WORK ITEM: Look below for lines that hold the string "range" and copy each one.

Source data:
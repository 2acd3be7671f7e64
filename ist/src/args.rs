//! Command line arguments.
use std::path::PathBuf;

use clap::{ArgAction, Args, Parser, Subcommand};
use ist_frontend::Config;
use tracing::level_filters::LevelFilter;

#[derive(Debug, Parser)]
#[command(author, version, about = "Scans and parses ist source files")]
pub struct Cli {
    #[command(flatten)]
    pub logging: LoggingArgs,

    #[command(subcommand)]
    pub command: Commands,
}

#[derive(Debug, Subcommand)]
pub enum Commands {
    /// Print the tokens of a file
    Lex {
        #[arg(value_hint = clap::ValueHint::FilePath)]
        file: PathBuf,

        /// One token per line, with its location
        #[arg(short, long)]
        debug: bool,
    },
    /// Print the parse tree of a file
    Parse {
        #[arg(value_hint = clap::ValueHint::FilePath)]
        file: PathBuf,

        /// Keep going after errors
        #[arg(short, long)]
        recover: bool,

        /// Stop recovering after this many errors
        #[arg(short, long, default_value_t = Config::DEFAULT_ERROR_LIMIT)]
        error_limit: usize,

        /// Log how long scanning and parsing take
        #[arg(short, long)]
        timings: bool,
    },
}

/// `-v[v]` and `-q[q]` select how much is logged
#[derive(Debug, Clone, Copy, Args)]
pub struct LoggingArgs {
    #[arg(short = 'v', action = ArgAction::Count, global = true, conflicts_with = "quiet")]
    verbose: u8,
    #[arg(short = 'q', action = ArgAction::Count, global = true, conflicts_with = "verbose")]
    quiet: u8,
}

impl LoggingArgs {
    pub fn log_level_filter(&self) -> LevelFilter {
        match i16::from(self.verbose) - i16::from(self.quiet) {
            i16::MIN..=-2 => LevelFilter::OFF,
            -1 => LevelFilter::ERROR,
            0 => LevelFilter::INFO,
            1 => LevelFilter::DEBUG,
            _ => LevelFilter::TRACE,
        }
    }
}
//! Expressions.
//!
//! The precedence tiers are `expr → postfix → primary → literal`. Only numeric literals exist so
//! far, so each tier hands straight down to the next.
use tracing::trace;

use crate::{Spanned, TokenKind};

use super::{
    ast::{Expr, NumberLit},
    errors::{Expectations, ParseError},
    number, Parser,
};

impl Parser<'_> {
    pub(crate) fn required_expr(&mut self) -> Result<Expr, ParseError> {
        trace!(index = self.index, "expression");
        self.required_postfix_expr()
    }

    pub(crate) fn required_postfix_expr(&mut self) -> Result<Expr, ParseError> {
        self.required_primary_expr()
    }

    pub(crate) fn required_primary_expr(&mut self) -> Result<Expr, ParseError> {
        self.required_literal_expr()
    }

    pub(crate) fn required_literal_expr(&mut self) -> Result<Expr, ParseError> {
        if self.next_is(0, TokenKind::Number, None) {
            self.required_number().map(Expr::Number)
        } else {
            Err(self.unexpected(Expectations::Production("an expression")))
        }
    }

    pub(crate) fn required_number(&mut self) -> Result<NumberLit, ParseError> {
        let token = self.expect(TokenKind::Number)?;

        let value = number::interpret(token.text()).map_err(|error| ParseError::MalformedNumber {
            token: token.clone(),
            error,
        })?;

        trace!(text = token.text(), ?value, "number");

        Ok(NumberLit::new(token.span().clone(), value))
    }
}
use std::{fs, path::Path, sync::Arc};

use codespan_reporting::{
    diagnostic::Diagnostic,
    files::{Files, SimpleFile},
    term::{
        self,
        termcolor::{ColorChoice, StandardStream},
    },
};
use colored::Colorize;
use eyre::{eyre, WrapErr};
use ist_frontend::{lex_recovering, Config, Frontend, Outcome, SourceUnit, Spanned, Token, TokenKind};
use tracing::debug;

fn read(path: &Path) -> eyre::Result<(Arc<str>, Arc<str>)> {
    let text = fs::read_to_string(path)
        .wrap_err_with(|| format!("could not read `{}`", path.display()))?;
    debug!(path = %path.display(), bytes = text.len(), "read source file");

    Ok((path.display().to_string().into(), text.into()))
}

/// Renders diagnostics to stderr
fn emit<'f, F>(files: &'f F, diagnostics: impl IntoIterator<Item = Diagnostic<()>>) -> eyre::Result<()>
where
    F: Files<'f, FileId = ()>,
{
    let writer = StandardStream::stderr(ColorChoice::Auto);
    let config = term::Config::default();

    for diagnostic in diagnostics {
        term::emit(&mut writer.lock(), &config, files, &diagnostic)?;
    }

    Ok(())
}

/// Scans a file and prints its tokens, reporting every scan error on the way
pub fn lex(path: &Path, debug: bool) -> eyre::Result<()> {
    let (name, text) = read(path)?;
    let (unit, errors) = lex_recovering(name, text);
    let count = errors.len();

    emit(&unit, errors.into_iter().map(Diagnostic::from))?;

    if debug {
        print!("{}", debug_print(unit.tokens()));
    } else {
        println!("{}", pretty_print(&unit));
    }

    match count {
        0 => Ok(()),
        n => Err(eyre!("{n} scan error(s) in `{}`", unit.name())),
    }
}

/// Scans and parses a file and prints the parse tree
pub fn parse(path: &Path, config: Config) -> eyre::Result<()> {
    let (name, text) = read(path)?;

    match Frontend::new(config).run(name.clone(), text.clone()) {
        Outcome::Complete((_, tree)) => {
            println!("{tree:#?}");
            Ok(())
        }
        Outcome::Partial((unit, tree), errors) => {
            let count = errors.len();
            emit(&unit, errors.into_iter().map(Diagnostic::from))?;
            println!("{tree:#?}");
            Err(eyre!("{count} error(s) in `{name}`"))
        }
        Outcome::Failed(error) => {
            // The unit never finished scanning, render against the raw text instead
            let file = SimpleFile::new(name.clone(), text);
            emit(&file, [Diagnostic::from(error)])?;
            Err(eyre!("could not parse `{name}`"))
        }
    }
}

/// Prints the source back with each token colored by kind
fn pretty_print(unit: &SourceUnit) -> String {
    let text = unit.text();
    let mut out = String::new();
    let mut last = 0;

    for token in unit.tokens() {
        let range = token.span().range();
        // Whitespace between tokens is kept as is
        out.push_str(&text[last..range.start]);

        let colored = match token.kind() {
            TokenKind::Rune => token.text().red().underline(),
            TokenKind::Identifier => token.text().cyan(),
            TokenKind::Number => token.text().purple(),
            TokenKind::String => token.text().green(),
            TokenKind::Operator => token.text().yellow(),
        };
        out.push_str(&colored.to_string());

        last = range.end;
    }

    out.push_str(&text[last..]);
    out
}

fn debug_print(tokens: &[Token]) -> String {
    let mut out = String::new();

    for token in tokens {
        let start = token.span().start();
        out.push_str(&format!(
            "{:>4}:{:<4} |{}:{}|\n",
            start.line(),
            start.column(),
            token.kind(),
            token.text()
        ));
    }

    out
}
use std::fmt;

use logos::Logos;

use super::{span::Spanned, Span};

/// The kinds of token handed from the scanner to the parser.
#[derive(Debug, Clone, Copy, PartialEq, Eq, Hash)]
pub enum TokenKind {
    /// Marks a run the scanner could not recognize. Only produced by a recovering scan.
    Rune,
    Identifier,
    Number,
    String,
    Operator,
}

impl fmt::Display for TokenKind {
    fn fmt(&self, f: &mut fmt::Formatter<'_>) -> fmt::Result {
        f.pad(match self {
            TokenKind::Rune => "rune",
            TokenKind::Identifier => "identifier",
            TokenKind::Number => "number",
            TokenKind::String => "string",
            TokenKind::Operator => "operator",
        })
    }
}

/// A token with its text and location.
///
/// The text is owned, and is exactly the slice of source the span covers (string tokens keep
/// their quotes).
#[derive(Debug, Clone, PartialEq, Eq, Hash)]
pub struct Token {
    kind: TokenKind,
    text: String,
    span: Span,
}

impl Token {
    pub fn new(kind: TokenKind, text: impl Into<String>, span: Span) -> Self {
        Self {
            kind,
            text: text.into(),
            span,
        }
    }

    #[inline]
    pub fn kind(&self) -> TokenKind {
        self.kind
    }

    #[inline]
    pub fn text(&self) -> &str {
        &self.text
    }

    /// True when the token is of `kind` and, if given, has exactly `text`.
    pub fn is(&self, kind: TokenKind, text: Option<&str>) -> bool {
        self.kind == kind && text.map_or(true, |text| self.text == text)
    }
}

impl Spanned for Token {
    fn span(&self) -> &Span {
        &self.span
    }
}

impl fmt::Display for Token {
    fn fmt(&self, f: &mut fmt::Formatter<'_>) -> fmt::Result {
        write!(f, "{} `{}`", self.kind, self.text)
    }
}

/// Raw lexemes recognized by `logos`.
///
/// The scanner walks its cursor over each run and decides what becomes a [`Token`]. Every rule
/// starts on a different set of characters, so the longest match is also the first rule that
/// applies.
#[derive(Logos, Debug, Clone, Copy, PartialEq, Eq)]
pub(crate) enum Lexeme {
    #[regex(r"\s+")]
    Whitespace,

    #[regex(r"[\p{L}_][\p{L}0-9_]*")]
    Identifier,

    #[regex(r"[0-9]+")]
    Number,

    // A backslash escapes whatever follows it, including a quote
    #[regex(r#""([^"\\]|\\[\s\S])*""#)]
    String,

    // Runs to the end of input when the closing quote never comes
    #[regex(r#""([^"\\]|\\[\s\S])*\\?"#)]
    UnterminatedString,

    #[token("==")]
    #[token("!=")]
    #[token("<=")]
    #[token(">=")]
    Operator,

    #[regex(r"[+\-*/=<>!]")]
    LoneOperator,
}

impl Lexeme {
    /// The token kind a successfully recognized lexeme is emitted as.
    pub(crate) fn token_kind(&self) -> Option<TokenKind> {
        match self {
            Lexeme::Identifier => Some(TokenKind::Identifier),
            Lexeme::Number => Some(TokenKind::Number),
            Lexeme::String => Some(TokenKind::String),
            Lexeme::Operator => Some(TokenKind::Operator),
            Lexeme::Whitespace | Lexeme::UnterminatedString | Lexeme::LoneOperator => None,
        }
    }
}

OUTPUT FOR THIS TASK:
        let range = token.span().range();
        out.push_str(&text[last..range.start]);
        last = range.end;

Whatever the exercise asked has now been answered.